I do my characters before anything. Then I do a bullet point, then I write small (Between 300 - 600 words) scenes and smoosh them together to see what happens. As for what's best, I think it varies from person to person. Try a bunch and see what works for you.
I wrote my first novel entirely by the seat of the pants ...no outline at all. I kept a timeline of events as they occurred, sandwiched in with events that took place in the 'real world' at the time ...I write historical fiction laid in the late 19th century, so it was important to me to keep track of what was happening elsewhere at the time of my story. However, I've developed a new 'outlining' procedure for the novel I'm constructing just now. I've divided the novel into sections (beginning, middle and end) and am dividing these sections into chapters (each given two full pages in my large paper notebook.) I'm noting down events that need to take place in each chapter, and writing down specifically what I want each chapter to accomplish. I can also throw in bits of dialogue as they occur to me Again, I need to dovetail my story into 'real events,' but this novel is also a sequel with an already-determined purpose, so I do need to plan this time.
What do you mean. How it works? You take a stack of index cards and use one per scene, writing either the scene title or a brief description on it in big letters.
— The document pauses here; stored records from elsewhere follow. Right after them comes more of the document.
use std::fs;
use std::path::{Path, PathBuf};

use crate::dimension::{convert_interned, convert_legacy_requirements, Dimension};
use crate::ident::{IdentMap, IDENT_MAP_FILE};
use crate::times::convert_times;

pub const TIMES_FILE: &str = "rtime.info";

#[derive(Debug, thiserror::Error)]
pub enum NormalizeError {
    #[error("I/O error on '{}': {source}", path.display())]
    Io {
        path: PathBuf,
        #[source]
        source: std::io::Error,
    },

    #[error("Requirement '{item}' is not of the form 'tr<k>'")]
    LegacyItem { item: String },

    #[error("Times file has no '{column}' column")]
    MissingColumn { column: &'static str },

    #[error("Times file line {line}: missing '{column}' value")]
    ShortRow { line: usize, column: &'static str },

    #[error("Times file line {line}: '{value}' is not an integer")]
    InvalidTime { line: usize, value: String },
}

/// How requirement listings are turned into items.
#[derive(Debug, Clone, Copy, Default, PartialEq, Eq)]
pub enum RequirementsStrategy {
    /// Intern arbitrary contents, with a placeholder item per test.
    #[default]
    Interned,
    /// `tr<k>` items, written as `k`.
    LegacyTrSuffix,
}

/// Raw inputs of one normalization run.
#[derive(Debug, Clone)]
pub struct NormalizeOptions {
    pub all_tests: PathBuf,
    pub requirements: PathBuf,
    pub violations: PathBuf,
    pub times: PathBuf,
    pub out_dir: PathBuf,
    pub requirements_strategy: RequirementsStrategy,
}

/// Summary of what was written.
#[derive(Debug, Clone, PartialEq, Eq)]
pub struct NormalizeReport {
    pub tests: usize,
    pub requirements: usize,
    pub violations: usize,
    pub timed_tests: usize,
    pub written: Vec<PathBuf>,
}

fn read(path: &Path) -> Result<String, NormalizeError> {
    fs::read_to_string(path).map_err(|source| NormalizeError::Io {
        path: path.to_path_buf(),
        source,
    })
}

/// Every output is rendered in memory first; nothing is written when any
/// input fails to convert.
pub fn normalize(options: &NormalizeOptions) -> Result<NormalizeReport, NormalizeError> {
    let idents = IdentMap::build(&read(&options.all_tests)?);

    let requirements_text = read(&options.requirements)?;
    let mut outputs: Vec<(&str, String)> = vec![(IDENT_MAP_FILE, idents.to_csv())];
    let requirements = match options.requirements_strategy {
        RequirementsStrategy::Interned => {
            let converted =
                convert_interned(&requirements_text, Dimension::Requirements, &idents);
            outputs.push((Dimension::Requirements.info_file(), converted.records.to_info_string()));
            outputs.push((Dimension::Requirements.mapping_file(), converted.mapping_csv()));
            converted.contents.len()
        }
        RequirementsStrategy::LegacyTrSuffix => {
            let records = convert_legacy_requirements(&requirements_text, &idents)?;
            outputs.push((Dimension::Requirements.info_file(), records.to_info_string()));
            records.distinct_items()
        }
    };

    let violations = convert_interned(&read(&options.violations)?, Dimension::Violations, &idents);
    outputs.push((Dimension::Violations.info_file(), violations.records.to_info_string()));
    outputs.push((Dimension::Violations.mapping_file(), violations.mapping_csv()));

    let times = convert_times(&read(&options.times)?, &idents)?;
    outputs.push((TIMES_FILE, times.to_info_string()));

    fs::create_dir_all(&options.out_dir).map_err(|source| NormalizeError::Io {
        path: options.out_dir.clone(),
        source,
    })?;
    let mut written = Vec::with_capacity(outputs.len());
    for (name, contents) in outputs {
        let path = options.out_dir.join(name);
        fs::write(&path, contents).map_err(|source| NormalizeError::Io {
            path: path.clone(),
            source,
        })?;
        written.push(path);
    }

    tracing::info!(
        out_dir = %options.out_dir.display(),
        tests = idents.len(),
        requirements,
        violations = violations.contents.len(),
        "normalized"
    );

    Ok(NormalizeReport {
        tests: idents.len(),
        requirements,
        violations: violations.contents.len(),
        timed_tests: times.len(),
        written,
    })
}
Then on the back you can add details to include, anything notable that will go into that scene. I may use the back for a brief staccato play-by-play of the high points (main ideas or scene 'beats') Then I spread them across a table and put them in order. Sometimes I move them around, reorder them, maybe place a blank one in between two cards where I realize I need a new scene but haven't thought of it yet. Shuffling them is quite fun, to see the new juxtapositions. It's open-ended, too. You can generate as many scenes as you want, even many you may ultimately not use. And you can always combine two or three cards into one scene, later. This is basically a Roman Outline, done in a tactile manner. Same principle. Also, I should mention that the new 'way' is to use sticky notes instead of index cards. I like both, for different projects. This is mostly a structural exercise you do once you already know who your characters are and what the problem is and what the larger plot is gonna be.
As with many things, the outline that works best for you is best. I've tried many different outlines, and found screenwriting works for me. There's no universal method for outlining. I like screenplay formats because everything is broken down for me. I've got a scene heading: INT. JUDE'S HOUSE CUSTODIAN OFFICE - NIGHT I can be as vague or specific as I want. I specify interior or exterior (INT. or EXT.), the location, and a general or specific time (night, 3 AM, moments later, etc.) Then I go into description. Thinking of the story in a movie format helps me to focus on the details. For example, in the Jude's House custodian office, there could be white tiles, black walls, posters of boy bands, and an inert grenade on a keychain. None of that is vital to the scene, however. Here's what I would put: An old desk with a penguin-shaped alarm clock takes up most of one wall. A space heater blazes red hot in the darkness next to it, illuminating a janitor's cart that crowds a cot against the opposite wall. Vincent "Jester" Achan lays on the cot, though we don't see him clearly. He can't sleep because of the distant pounding at the front door. Jester looks at the alarm clock. It's 3:00 A.M. That gives me the bare bones for the setup. My software (Scrivener) formats it all coherently, and I tend to follow conventions as though I'm making a movie (capitalizing character names and essential objects, for example). I can go through and add dialog, action, and specific ideas I want to point out in the narrative. I prefer screenwriting for outlining because it's essentially already an outline format, just for a movie. It is consequently focused on the essentials in a way that readers familiar with some industry terminology should be able to read it and see the movie in their head, the way I see my stories.
What I usually do is get down my characters, plot points, and basic story put into an outline. Often I will write a scene and put it in the outline, only to go "nah, that should happen after this, not before it." This why I can easily move and restructure things at needed. Only when I feel ready do I put things in an order to be used in the rough draft.